The strangled and beaten body of a man identified as a Cambodian journalist was found dumped in a suitcase outside the capital



Journalist murdered, body found in suitcase
(DPA)

27 April 2007



PHNOM PENH - The strangled and beaten body of a man identified as a
Cambodian journalist was found dumped in a suitcase outside the
capital, police said Friday.


The body was found in a deep gorge in Phnom Srouch district, around 40
kilometres from the capital, Wednesday and was later identified as
journalist Pov Samarth, 28, by family members, said Keo Pisey, Kampong
Speu provincial police chief.

Samarth, the publisher of the obscure Voice of Khmer Krom newspaper,
had been reported missing several days earlier and the body had been
in the suitcase for two to three days, Pisey said.

'We can't say if this was a revenge killing or not at this stage, nor
if it was related to his work.
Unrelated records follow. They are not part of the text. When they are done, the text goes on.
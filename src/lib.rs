//! # bexpp: Boolean expressions in Rust
//!
//! **`bexpp`** parses boolean algebra expressions written in a compact infix notation into an
//! expression tree, evaluates the tree under variable assignments, enumerates its satisfying
//! assignments, and renders it back to text.
//!
//! ## Notation
//!
//! - Variables are single ASCII letters, literals are `0` and `1`.
//! - `'` is a postfix NOT, `^` is XOR, `*` is AND, `+` is OR, listed from the tightest to
//!   the loosest binding.
//! - AND may be omitted between adjacent tokens: `ab'c` means `a * b' * c`.
//!
//! ## Basic Usage
//!
//! ```rust
//! use std::collections::{BTreeSet, HashMap};
//!
//! use bexpp::parser::parse;
//!
//! // 1. Parse an expression
//! let e = parse("a'b + c")?;
//!
//! // 2. Evaluate it (a=false, b=true, c=false) -> true
//! let assignment = HashMap::from([('a', false), ('b', true), ('c', false)]);
//! assert!(e.eval(&assignment)?);
//!
//! // 3. Enumerate the satisfying assignments, first variable as the most significant bit
//! let set = e.truth_set(&['a', 'b', 'c'])?;
//! assert_eq!(set.len(), 5);
//! assert!(set.contains("010"));
//!
//! // 4. Render it back
//! assert_eq!(e.polish_notation(false), "+ * ~ a b c");
//! assert_eq!(e.common_notation(), "a'b+c");
//! # Ok::<(), Box<dyn std::error::Error>>(())
//! ```
//!
//! ## Core Components
//!
//! - **[`parser`]**: The single-pass infix parser, the heart of the library.
//! - **[`expr`]**: The expression tree.
//! - **[`eval`]** and **[`truth`]**: Evaluation and truth set enumeration.
//! - **[`notation`]** and **[`polish`]**: Printing in infix and prefix notation, and reading prefix notation back.

pub mod error;
pub mod eval;
pub mod expr;
pub mod notation;
pub mod operator;
pub mod parser;
pub mod polish;
pub mod truth;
He wasn't killed at this site, but this
place has become a popular spot to dump bodies,' Pisey said. 'The
killer probably disposed of the body here to eliminate clues.'

Officials said Samarth himself was not a member of the Khmer Krom - a
group numbering millions of ethnic Cambodians whose land was ceded to
Vietnam after the fall of French colonial Indochina.

The topic of the Khmer or Kampuchea Krom is politically sensitive on
both sides of the border, with some elements of the Khmer Krom
campaigning actively for independence and complaining consistently of
suffering human rights violations at the hands of Vietnamese
authorities - reports Vietnam denies.

However, Cambodia is generally perceived as having one of the freer
presses in the region, and the Ministry of Information has previously
come under fire for not introducing greater controls, leading to
accusations that some individuals use easily obtained professional
accreditation as a thinly veiled tool for extortion.

Police said they were still investigating possible motives for
Samarth's murder.

.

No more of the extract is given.